4.             Dhanapalan, L. and J.Y. Chen, A Case Study of Integrating Protein Interaction Data using Semantic Web Technology. International Journal of Bioinformatics Research and Applications, 2007. 3(3): p. (accepted).

5.             Chen, J.Y., et al. Initial Large-scale Exploration of Protein-protein Interactions in Human Brain. in IEEE Computer Society Computational Systems Bioinformatics '03. 2003. Stanford, California: IEEE Computer Society Press.

6.             Shen, C., L. Li, and J.Y. Chen, A statistical framework to discover true associations from multiprotein complex pull-down proteomics data sets. Proteins, 2006. 64(2): p. 436-43.

7.             Chen, J.Y., S. Mamidipalli, and B. George. HAPPI: A Database of Human Annotated Protein-Protein Interactions.  2007  [cited 2006]; Available from: http://bio.informatics.iupui.edu/HAPPI/.

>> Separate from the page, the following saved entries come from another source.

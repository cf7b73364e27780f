//! Tracing subscriber configuration.

use serde::{Deserialize, Serialize};
use tracing_subscriber::EnvFilter;

/// Output format of the tracing subscriber.
#[derive(Debug, Clone, Copy, PartialEq, Eq, Default, Serialize, Deserialize)]
#[serde(rename_all = "lowercase")]
pub enum LogFormat {
    /// Human-readable lines (default).
    #[default]
    Text,
    /// One JSON object per event.
    Json,
}

impl std::fmt::Display for LogFormat {
    fn fmt(&self, f: &mut std::fmt::Formatter<'_>) -> std::fmt::Result {
        match self {
            Self::Text => write!(f, "text"),
            Self::Json => write!(f, "json"),
        }
    }
}

impl std::str::FromStr for LogFormat {
    type Err = String;

    fn from_str(s: &str) -> std::result::Result<Self, Self::Err> {
        match s {
            "text" => Ok(Self::Text),
            "json" => Ok(Self::Json),
            _ => Err(format!("unknown log format: '{}' (supported: text, json)", s)),
        }
    }
}

/// Logging configuration.
#[derive(Debug, Clone, Serialize, Deserialize)]
#[serde(default)]
pub struct LogConfig {
    /// Default filter directive, overridden by `RUST_LOG`.
    pub level: String,
    pub format: LogFormat,
}

impl Default for LogConfig {
    fn default() -> Self {
        Self {
            level: "warn".to_string(),
            format: LogFormat::Text,
        }
    }
}

impl LogConfig {
    /// Filter from `RUST_LOG`, falling back to the configured level.
    pub fn env_filter(&self) -> EnvFilter {
        EnvFilter::try_from_default_env().unwrap_or_else(|_| EnvFilter::new(&self.level))
    }
}

/// Install a global tracing subscriber for this configuration.
///
/// Returns `false` if a global subscriber was already installed.
pub fn init_tracing(config: &LogConfig) -> bool {
    let builder = tracing_subscriber::fmt()
        .with_env_filter(config.env_filter())
        .with_target(false);

    match config.format {
        LogFormat::Text => builder.try_init().is_ok(),
        LogFormat::Json => builder.json().try_init().is_ok(),
    }
}

#[cfg(test)]
mod tests {
    use super::*;

    #[test]
    fn test_log_format_round_trip_str() {
        assert_eq!("json".parse::<LogFormat>().unwrap(), LogFormat::Json);
        assert_eq!(LogFormat::Text.to_string(), "text");
        assert!("xml".parse::<LogFormat>().is_err());
    }

    #[test]
    fn test_log_config_default() {
        let config = LogConfig::default();
        assert_eq!(config.level, "warn");
        assert_eq!(config.format, LogFormat::Text);
    }

    #[test]
    fn test_init_tracing_twice() {
        let config = LogConfig::default();
        let _ = init_tracing(&config);
        assert!(!init_tracing(&config));
    }
}
impl TransferEngine {
    /// Create an engine; the options are validated here.
    pub fn new(transport: Arc<dyn RegistryTransport>, options: TransferOptions) -> Result<Self> {
        options.validate()?;
        Ok(Self {
            transport,
            options,
            cancel: CancellationToken::new(),
            deadline: None,
        })
    }

    /// Abort operations when `token` is cancelled.
    pub fn with_cancellation(mut self, token: CancellationToken) -> Self {
        self.cancel = token;
        self
    }

    /// Abort operations still running at `deadline`.
    pub fn with_deadline(mut self, deadline: Instant) -> Self {
        self.deadline = Some(deadline);
        self
    }

    pub fn options(&self) -> &TransferOptions {
        &self.options
    }

    pub fn cancellation_token(&self) -> &CancellationToken {
        &self.cancel
    }

    /// Push every blob of `bundle`, then its manifest.
    pub async fn push(&self, reference: &str, bundle: &Bundle) -> Result<PushReport> {
        self.options.validate()?;
        self.guard_deadline("push", self.push_inner(reference, bundle))
            .await
    }

    /// Pull the manifest and every blob it references.
    ///
    /// The returned bundle is complete: every layer is verified against its
    /// descriptor and every entry resolves.
    pub async fn pull(&self, reference: &str) -> Result<Bundle> {
        self.pull_checked(reference, |_, _| Ok(())).await
    }

    /// Pull `reference`, letting `check` refuse the bundle from its index
    /// and layer descriptors before any layer is fetched.
    pub async fn pull_checked<F>(&self, reference: &str, check: F) -> Result<Bundle>
    where
        F: FnOnce(&BundleIndex, &[Descriptor]) -> Result<()>,
    {
        self.options.validate()?;
        self.guard_deadline("pull", self.pull_inner(reference, check)).await
    }

    async fn push_inner(&self, reference: &str, bundle: &Bundle) -> Result<PushReport> {
        let attempts = AtomicU32::new(0);

        let mut seen = HashSet::new();
        let layers: Vec<&Blob> = bundle
            .layers()
            .iter()
            .filter(|blob| seen.insert(blob.digest()))
            .collect();
        let total: u64 = layers.iter().map(|b| b.size()).sum();
        let reporter = ProgressReporter::new(self.options.progress().cloned(), Some(total));

        tracing::info!(
            reference = %reference,
            layers = layers.len(),
            bytes = total,
            "Pushing bundle"
        );

        stream::iter(
            layers
                .iter()
                .map(|blob| self.push_blob(reference, blob, &attempts, Some(&reporter))),
        )
        .buffer_unordered(self.options.max_concurrency())
        .try_collect::<Vec<()>>()
        .await?;

        self.push_blob(reference, bundle.config(), &attempts, None)
            .await?;

        let manifest = bundle.manifest();
        let manifest_url = self
            .run_unit(&format!("push manifest {}", reference), 0, &attempts, || {
                self.transport.put_manifest(reference, manifest)
            })
            .await?;

        let report = PushReport {
            reference: reference.to_string(),
            manifest_digest: manifest.digest()?,
            manifest_url,
            blobs: layers.len() + 1,
            bytes: reporter.transferred(),
            attempts: attempts.load(Ordering::Acquire),
        };

        tracing::info!(
            reference = %reference,
            digest = %report.manifest_digest,
            bytes = report.bytes,
            attempts = report.attempts,
            "Bundle pushed"
        );

        Ok(report)
    }

    async fn push_blob(
        &self,
        reference: &str,
        blob: &Blob,
        attempts: &AtomicU32,
        reporter: Option<&ProgressReporter>,
    ) -> Result<()> {
        let operation = format!("push blob {}", blob.digest());
        self.run_unit(&operation, blob.size(), attempts, || {
            self.transport.put_blob(reference, blob.digest(), blob.data())
        })
        .await?;

        if let Some(reporter) = reporter {
            reporter.advance(blob.size());
        }
        Ok(())
    }

    async fn pull_inner<F>(&self, reference: &str, check: F) -> Result<Bundle>
    where
        F: FnOnce(&BundleIndex, &[Descriptor]) -> Result<()>,
    {
        let attempts = AtomicU32::new(0);

        tracing::info!(reference = %reference, "Pulling bundle");

        let manifest = self
            .run_unit(&format!("pull manifest {}", reference), 0, &attempts, || {
                self.transport.get_manifest(reference)
            })
            .await?;
        manifest.validate()?;

        let config = self
            .pull_blob(reference, &manifest.config, &attempts, None)
            .await?;
        let index: BundleIndex = serde_json::from_slice(config.data()).map_err(|e| {
            BundleError::NonTransientTransport {
                operation: format!("pull {}", reference),
                message: format!("malformed bundle index: {}", e),
            }
        })?;
        check_resolvable(reference, &index, &manifest.layers)?;
        check(&index, &manifest.layers)?;

        let total: u64 = manifest.layers.iter().map(|d| d.size).sum();
        let reporter = ProgressReporter::new(self.options.progress().cloned(), Some(total));

        let layers: Vec<Blob> = stream::iter(
            manifest
                .layers
                .iter()
                .map(|descriptor| self.pull_blob(reference, descriptor, &attempts, Some(&reporter))),
        )
        .buffered(self.options.max_concurrency())
        .try_collect()
        .await?;

        tracing::info!(
            reference = %reference,
            layers = layers.len(),
            bytes = reporter.transferred(),
            attempts = attempts.load(Ordering::Acquire),
            "Bundle pulled"
        );

        Bundle::from_parts(manifest, config, layers)
    }

    async fn pull_blob(
        &self,
        reference: &str,
        descriptor: &Descriptor,
        attempts: &AtomicU32,
        reporter: Option<&ProgressReporter>,
    ) -> Result<Blob> {
        let operation = format!("pull blob {}", descriptor.digest);
        let blob = self
            .run_unit(&operation, descriptor.size, attempts, || async move {
                let data = self.transport.get_blob(reference, &descriptor.digest).await?;
                Blob::from_descriptor(descriptor, data)
            })
            .await?;

        if let Some(reporter) = reporter {
            reporter.advance(blob.size());
        }
        Ok(blob)
    }

    /// Drive one transfer unit through its state machine.
    async fn run_unit<T, F, Fut>(
        &self,
        operation: &str,
        size: u64,
        attempts: &AtomicU32,
        mut call: F,
    ) -> Result<T>
    where
        F: FnMut() -> Fut,
        Fut: Future<Output = Result<T>>,
    {
        let mut state = TransferState::new();

        loop {
            state.begin_attempt();
            attempts.fetch_add(1, Ordering::AcqRel);

            let outcome = tokio::select! {
                biased;
                _ = self.cancel.cancelled() => Err(canceled(operation)),
                result = self.call_with_timeout(operation, call()) => result,
            };

            match outcome {
                Ok(value) => {
                    if let Some(previous) = &state.last_error {
                        tracing::debug!(
                            operation,
                            attempts = state.attempts,
                            error = %previous,
                            "Transfer recovered after retry"
                        );
                    }
                    state.succeed(size);
                    tracing::trace!(
                        operation,
                        phase = ?state.phase,
                        attempts = state.attempts,
                        bytes = state.bytes,
                        "Transfer succeeded"
                    );
                    return Ok(value);
                }
                Err(err @ BundleError::Canceled(_)) => {
                    state.phase = TransferPhase::Failed;
                    return Err(err);
                }
                Err(err) if err.is_retryable() && state.attempts <= self.options.max_retries() => {
                    let delay = self.backoff_delay(state.attempts);
                    tracing::warn!(
                        operation,
                        error = %err,
                        attempt = state.attempts,
                        max_retries = self.options.max_retries(),
                        backoff_ms = delay.as_millis() as u64,
                        "Retrying transfer"
                    );
                    state.schedule_retry(err);

                    tokio::select! {
                        biased;
                        _ = self.cancel.cancelled() => {
                            state.phase = TransferPhase::Failed;
                            return Err(canceled(operation));
                        }
                        _ = tokio::time::sleep(delay) => {}
                    }
                }
                Err(err) => {
                    let err = state.fail(operation, err);
                    tracing::warn!(operation, phase = ?state.phase, error = %err, "Transfer failed");
                    return Err(err);
                }
            }
        }
    }

    async fn call_with_timeout<T>(
        &self,
        operation: &str,
        call: impl Future<Output = Result<T>>,
    ) -> Result<T> {
        match self.options.timeout() {
            Some(timeout) => tokio::time::timeout(timeout, call).await.unwrap_or_else(|_| {
                Err(BundleError::TransientTransport {
                    operation: operation.to_string(),
                    message: format!("timed out after {:?}", timeout),
                })
            }),
            None => call.await,
        }
    }

    fn backoff_delay(&self, attempt: u32) -> Duration {
        let delay = self.options.backoff_delay(attempt);
        if !self.options.jitter() || delay.is_zero() {
            return delay;
        }
        let factor: f64 = rand::thread_rng().gen_range(0.9_f64..=1.1_f64);
        Duration::from_secs_f64(delay.as_secs_f64() * factor)
    }

    async fn guard_deadline<T>(
        &self,
        operation: &str,
        fut: impl Future<Output = Result<T>>,
    ) -> Result<T> {
        match self.deadline {
            Some(deadline) => tokio::time::timeout_at(deadline, fut)
                .await
                .unwrap_or_else(|_| {
                    Err(BundleError::Canceled(format!(
                        "{}: deadline exceeded",
                        operation
                    )))
                }),
            None => fut.await,
        }
    }
}

fn canceled(operation: &str) -> BundleError {
    BundleError::Canceled(format!("{}: operation canceled", operation))
}
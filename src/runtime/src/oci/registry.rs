//! Registry transport backed by `oci-distribution`.
//!
//! Talks to any OCI Distribution registry (Docker Hub, GHCR, Harbor, a local
//! `registry:2`, ...). Authentication is delegated to the client; failures are
//! classified into transient and non-transient errors for the transfer engine.

use a3s_bundle_core::error::{BundleError, Result};
use async_trait::async_trait;
use oci_distribution::client::{ClientConfig, ClientProtocol};
use oci_distribution::errors::OciDistributionError;
use oci_distribution::manifest::{OciDescriptor, OciImageManifest, OciManifest};
use oci_distribution::secrets::RegistryAuth as OciRegistryAuth;
use oci_distribution::{Client, Reference, RegistryOperation};

use super::manifest::BundleManifest;
use super::transport::RegistryTransport;

/// Authentication credentials for a container registry.
#[derive(Clone)]
pub struct RegistryAuth {
    username: Option<String>,
    password: Option<String>,
}

impl std::fmt::Debug for RegistryAuth {
    fn fmt(&self, f: &mut std::fmt::Formatter<'_>) -> std::fmt::Result {
        f.debug_struct("RegistryAuth")
            .field("username", &self.username)
            .field("password", &self.password.as_ref().map(|_| "<redacted>"))
            .finish()
    }
}

impl RegistryAuth {
    /// Create anonymous authentication (no credentials).
    pub fn anonymous() -> Self {
        Self {
            username: None,
            password: None,
        }
    }

    /// Create basic authentication with username and password.
    pub fn basic(username: impl Into<String>, password: impl Into<String>) -> Self {
        Self {
            username: Some(username.into()),
            password: Some(password.into()),
        }
    }

    /// Create authentication from environment variables.
    ///
    /// Reads `REGISTRY_USERNAME` and `REGISTRY_PASSWORD`.
    /// Falls back to anonymous if either is not set.
    pub fn from_env() -> Self {
        let username = std::env::var("REGISTRY_USERNAME").ok();
        let password = std::env::var("REGISTRY_PASSWORD").ok();

        if username.is_some() && password.is_some() {
            Self { username, password }
        } else {
            Self::anonymous()
        }
    }

    fn to_oci_auth(&self) -> OciRegistryAuth {
        match (&self.username, &self.password) {
            (Some(u), Some(p)) => OciRegistryAuth::Basic(u.clone(), p.clone()),
            _ => OciRegistryAuth::Anonymous,
        }
    }
}

/// [`RegistryTransport`] over an `oci_distribution::Client`.
pub struct OciRegistryTransport {
    client: Client,
    auth: RegistryAuth,
}

impl OciRegistryTransport {
    /// HTTPS transport with anonymous authentication.
    pub fn new() -> Self {
        Self::with_auth(RegistryAuth::anonymous())
    }

    /// HTTPS transport with the given authentication.
    pub fn with_auth(auth: RegistryAuth) -> Self {
        Self::build(auth, ClientProtocol::Https)
    }

    /// Transport that speaks plain HTTP to the listed registries
    /// (e.g. `localhost:5000`) and HTTPS to everything else.
    pub fn with_insecure_registries(auth: RegistryAuth, registries: Vec<String>) -> Self {
        Self::build(auth, ClientProtocol::HttpsExcept(registries))
    }

    fn build(auth: RegistryAuth, protocol: ClientProtocol) -> Self {
        let config = ClientConfig {
            protocol,
            ..Default::default()
        };
        Self {
            client: Client::new(config),
            auth,
        }
    }

    async fn authenticate(&self, reference: &Reference, operation: RegistryOperation) -> Result<()> {
        self.client
            .auth(reference, &self.auth.to_oci_auth(), operation)
            .await
            .map(|_| ())
            .map_err(|e| classify("authenticate", e))
    }
}

impl Default for OciRegistryTransport {
    fn default() -> Self {
        Self::new()
    }
}

#[async_trait]
impl RegistryTransport for OciRegistryTransport {
    async fn put_blob(&self, reference: &str, digest: &str, content: &[u8]) -> Result<()> {
        let oci_ref = parse_reference(reference)?;
        self.authenticate(&oci_ref, RegistryOperation::Push).await?;

        let location = self
            .client
            .push_blob(&oci_ref, content, digest)
            .await
            .map_err(|e| classify("put_blob", e))?;

        tracing::debug!(
            reference = %reference,
            digest = %digest,
            size = content.len(),
            location = %location,
            "Uploaded blob"
        );
        Ok(())
    }

    async fn get_blob(&self, reference: &str, digest: &str) -> Result<Vec<u8>> {
        let oci_ref = parse_reference(reference)?;
        self.authenticate(&oci_ref, RegistryOperation::Pull).await?;

        let descriptor = OciDescriptor {
            digest: digest.to_string(),
            ..Default::default()
        };
        let mut data: Vec<u8> = Vec::new();
        self.client
            .pull_blob(&oci_ref, &descriptor, &mut data)
            .await
            .map_err(|e| classify("get_blob", e))?;

        tracing::debug!(
            reference = %reference,
            digest = %digest,
            size = data.len(),
            "Downloaded blob"
        );
        Ok(data)
    }

    async fn put_manifest(&self, reference: &str, manifest: &BundleManifest) -> Result<String> {
        let oci_ref = parse_reference(reference)?;
        self.authenticate(&oci_ref, RegistryOperation::Push).await?;

        let oci_manifest = to_oci_manifest(manifest)?;
        let url = self
            .client
            .push_manifest(&oci_ref, &OciManifest::Image(oci_manifest))
            .await
            .map_err(|e| classify("put_manifest", e))?;

        tracing::debug!(reference = %reference, url = %url, "Uploaded manifest");
        Ok(url)
    }

    async fn get_manifest(&self, reference: &str) -> Result<BundleManifest> {
        let oci_ref = parse_reference(reference)?;

        let (oci_manifest, digest) = self
            .client
            .pull_image_manifest(&oci_ref, &self.auth.to_oci_auth())
            .await
            .map_err(|e| classify("get_manifest", e))?;

        tracing::debug!(reference = %reference, digest = %digest, "Downloaded manifest");
        from_oci_manifest(&oci_manifest)
    }
}

/// Parse a `registry-host[:port]/repository[:tag]` reference.
pub fn parse_reference(reference: &str) -> Result<Reference> {
    reference.parse::<Reference>().map_err(|e| {
        BundleError::InvalidOption(format!("Invalid OCI reference '{}': {}", reference, e))
    })
}

/// Map a client error onto the transient / non-transient taxonomy.
fn classify(operation: &str, err: OciDistributionError) -> BundleError {
    let message = err.to_string();
    let operation = operation.to_string();
    match err {
        OciDistributionError::ServerError { code, .. } if code == 404 => {
            BundleError::NotFound(format!("{}: {}", operation, message))
        }
        OciDistributionError::ServerError { code, .. } if code == 429 || code >= 500 => {
            BundleError::TransientTransport { operation, message }
        }
        OciDistributionError::ImageManifestNotFoundError(_) => {
            BundleError::NotFound(format!("{}: {}", operation, message))
        }
        OciDistributionError::RequestError(_) | OciDistributionError::IoError(_) => {
            BundleError::TransientTransport { operation, message }
        }
        _ => BundleError::NonTransientTransport { operation, message },
    }
}

fn to_oci_manifest(manifest: &BundleManifest) -> Result<OciImageManifest> {
    let value = serde_json::to_value(manifest)?;
    serde_json::from_value(value).map_err(|e| BundleError::NonTransientTransport {
        operation: "encode manifest".to_string(),
        message: e.to_string(),
    })
}

fn from_oci_manifest(manifest: &OciImageManifest) -> Result<BundleManifest> {
    let mut value = serde_json::to_value(manifest)?;
    strip_nulls(&mut value);
    serde_json::from_value(value).map_err(|e| BundleError::NonTransientTransport {
        operation: "decode manifest".to_string(),
        message: format!("malformed manifest: {}", e),
    })
}

/// Drop `null` members so optional fields fall back to their defaults.
fn strip_nulls(value: &mut serde_json::Value) {
    match value {
        serde_json::Value::Object(map) => {
            map.retain(|_, v| !v.is_null());
            map.values_mut().for_each(strip_nulls);
        }
        serde_json::Value::Array(items) => items.iter_mut().for_each(strip_nulls),
        _ => {}
    }
}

8.             Chen, J.Y., C. Shen, and A. Sivachenko, Mining Alzheimer Disease Relevant Proteins from Integrated Protein Interactome Data, in Pacific Symposium on Biocomputing '06. 2006: Maui, HI. p. 367-378.

9.             Chen, J.Y., et al., An Integrated Computational Proteomics Method to Extract Protein Targets for Fanconi Anemia Studies, in 21st Annual ACM Symposium on Applied Computing. 2006: Dijon, France. p. 173-179.

10.          Chen, J.Y., et al. A Systems Biology Case Study of Ovarian Cancer Drug Resistance. in Computational Systems Bioinformatics '06. 2006. Stanford, CA.